Studies on Calcium Oxalate Binding Proteins: Effect of Lipid Peroxidation

Objective: Urolithiasis and free radicals have long been associated. In this study, we have isolated calcium oxalate monohydrate (COM) binding proteins from rat kidney before and after lipid peroxidation (LPO) and studied its properties on calcium oxalate crystal growth. Materials and Methods: LPO was carried out using t-butyl hydroperoxide, cumene hydroperoxide and an ascorbate system. The COM binding proteins from control and peroxidised tissues were isolated using a modified procedure.

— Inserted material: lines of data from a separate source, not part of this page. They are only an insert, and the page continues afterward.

//! Virtual clients: running a command buffer with no socket attached.
//!
//! A node injects commands into its own engine by wrapping a
//! [`CommandBuffer`] in a [`VirtualClient`] and running it through the same
//! parse/dispatch pipeline a real connection uses. Results go to the
//! caller's [`ReplySink`] (usually [`Discard`](super::Discard)); nothing is
//! ever written back to the client that triggered the injection.
//!
//! The virtual client is consumed by [`VirtualClient::run`], so its buffer,
//! parser scratch and sink are released when the run returns, whether the
//! buffer parsed cleanly or not.

use std::net::SocketAddr;

use super::{run_commands, ClientContext, Dispatcher, ReplySink};
use crate::protocol::{CommandBuffer, ProtocolError, RequestParser};

/// Outcome of one injected buffer, for logging and tests.
#[derive(Debug, Clone, PartialEq, Eq)]
pub struct ExecutionReport {
    /// Commands handed to the dispatcher.
    pub dispatched: usize,
    /// Parse failure that ended the run early, if any.
    pub parse_error: Option<ProtocolError>,
    /// True if an incomplete trailing command was thrown away.
    pub discarded_partial: bool,
}

/// An ephemeral client context that owns the buffer it parses.
#[derive(Debug)]
pub struct VirtualClient<S: ReplySink> {
    context: ClientContext,
    parser: RequestParser,
    sink: S,
}

impl<S: ReplySink> VirtualClient<S> {
    /// Attach `buffer` (moved, not copied) to a fresh context.
    ///
    /// The parser starts idle with no pending arguments. `origin` is copied
    /// from the triggering client so downstream checks see the real caller.
    pub fn new(buffer: CommandBuffer, origin: SocketAddr, sink: S) -> Self {
        Self {
            context: ClientContext::virtual_client(origin),
            parser: RequestParser::with_buffer(buffer),
            sink,
        }
    }

    /// The context commands run under.
    pub fn context(&self) -> &ClientContext {
        &self.context
    }

    /// Parse and dispatch the whole buffer, then tear the client down.
    pub fn run<D: Dispatcher + ?Sized>(mut self, dispatcher: &mut D) -> ExecutionReport {
        let origin = self.context.origin();
        let run = run_commands(&mut self.parser, &mut self.context, dispatcher, &mut self.sink);

        let discarded_partial = run.error.is_none() && self.parser.has_partial();
        match &run.error {
            Some(e) => log::debug!(
                "[Executor] Injected buffer from {origin} failed to parse after {} commands: {e}",
                run.dispatched
            ),
            None if discarded_partial => {
                log::debug!("[Executor] Dropping incomplete command injected by {origin}");
            }
            None => {}
        }

        ExecutionReport {
            dispatched: run.dispatched,
            parse_error: run.error,
            discarded_partial,
        }
    }
}

/// Run `buffer` as if a client at `origin` had sent it, delivering results
/// to `sink` instead of a socket.
pub fn execute_as_virtual_client<D, S>(
    buffer: CommandBuffer,
    origin: SocketAddr,
    sink: S,
    dispatcher: &mut D,
) -> ExecutionReport
where
    D: Dispatcher + ?Sized,
    S: ReplySink,
{
    VirtualClient::new(buffer, origin, sink).run(dispatcher)
}

#[cfg(test)]
mod tests {
    use super::*;
    use crate::executor::tests::{origin, RecordingDispatcher};
    use crate::executor::{ClientKind, Collect, Discard};
    use crate::protocol::{encode_command, Reply};

    #[test]
    fn test_runs_every_command_in_order_with_inherited_origin() {
        let mut bytes = encode_command(&["SET", "a", "1"]);
        bytes.extend(encode_command(&["SET", "b", "2"]));
        bytes.extend(encode_command(&["GET", "a"]));

        let mut dispatcher = RecordingDispatcher::default();
        let mut sink = Collect::default();
        let report = execute_as_virtual_client(
            CommandBuffer::from_encoded(bytes),
            origin(),
            &mut sink,
            &mut dispatcher,
        );

        assert_eq!(report.dispatched, 3);
        assert_eq!(report.parse_error, None);
        assert!(!report.discarded_partial);

        let names: Vec<&str> = dispatcher.seen.iter().map(|(n, _, _)| n.as_str()).collect();
        assert_eq!(names, vec!["SET", "SET", "GET"]);
        for (_, addr, kind) in &dispatcher.seen {
            assert_eq!(*addr, origin());
            assert_eq!(*kind, ClientKind::Virtual);
        }
        assert_eq!(
            sink.replies,
            vec![Reply::Integer(3), Reply::Integer(3), Reply::Integer(2)]
        );
    }

    #[test]
    fn test_discard_sink_still_applies_side_effects() {
        let mut dispatcher = RecordingDispatcher::default();
        let report = execute_as_virtual_client(
            CommandBuffer::from_args(&["SET", "k", "v"]),
            origin(),
            Discard,
            &mut dispatcher,
        );
        assert_eq!(report.dispatched, 1);
        assert_eq!(dispatcher.seen.len(), 1);
    }

    #[test]
    fn test_parse_failure_is_reported_not_raised() {
        let mut bytes = encode_command(&["OK1"]);
        bytes.extend_from_slice(b"*2\r\n$1\r\nx\r\n#junk\r\n");

        let mut dispatcher = RecordingDispatcher::default();
        let report = execute_as_virtual_client(
            CommandBuffer::from_encoded(bytes),
            origin(),
            Discard,
            &mut dispatcher,
        );

        assert!(report.parse_error.is_some());
        assert_eq!(report.dispatched, 1);
        assert_eq!(dispatcher.seen.len(), 1);
    }

    #[test]
    fn test_incomplete_tail_is_discarded() {
        let mut bytes = encode_command(&["PING"]);
        bytes.extend_from_slice(b"*2\r\n$4\r\nECHO\r\n");

        let mut dispatcher = RecordingDispatcher::default();
        let report = execute_as_virtual_client(
            CommandBuffer::from_encoded(bytes),
            origin(),
            Discard,
            &mut dispatcher,
        );

        assert_eq!(report.dispatched, 1);
        assert!(report.discarded_partial);
    }

    #[test]
    fn test_empty_buffer_dispatches_nothing() {
        let mut dispatcher = RecordingDispatcher::default();
        let report = execute_as_virtual_client(
            CommandBuffer::from_encoded(Vec::new()),
            origin(),
            Discard,
            &mut dispatcher,
        );
        assert_eq!(report.dispatched, 0);
        assert!(dispatcher.seen.is_empty());
    }

    #[test]
    fn test_context_is_virtual() {
        let client = VirtualClient::new(CommandBuffer::probe(), origin(), Discard);
        assert!(client.context().is_virtual());
        assert_eq!(client.context().origin(), origin());
    }
}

Protein was extracted using 25 m M EDTA, and the extract was loaded onto a DEAE cellulose column and eluted with Tris-HCl buffer (pH 6.5), 0.05  M NaCl in the above buffer and 0.3  M NaCl in the same buffer. Three major protein fractions were obtained, and they were designated as fractions I, II and III according to their order of elution. The proteins were subjected to calcium oxalate crystal nucleation and aggregation. Results: A positive correlation was observed between LPO and COM adsorption, while a negative correlation was observed between reduced glutathione and COM adsorption. Peroxidised protein did not show any alteration in the elution profile on the DEAE cellulose column. The –SH content of the peroxidised fractions were lower than that of the control fractions, but their oxalate binding activities were increased. Peroxidised fraction I promoted crystal growth to a greater extent than the control fraction I. Peroxidised fractions II and III were less inhibitory in nature compared to their control fractions. Light-microscopic examination of the crystals formed in the presence of the peroxidised fractions showed the formation of large aggregates of COM. Conclusion: Peroxidation of the renal proteins favoured their adsorption to COM crystals. –SH depletion increased the oxalate binding activity and also their affinity to the COM crystals. The peroxidised fraction I was found to favour the formation of large aggregates, suggesting that peroxidation may be one of the mechanisms altering the crystal inhibitory activity of the proteins in hyperoxaluria.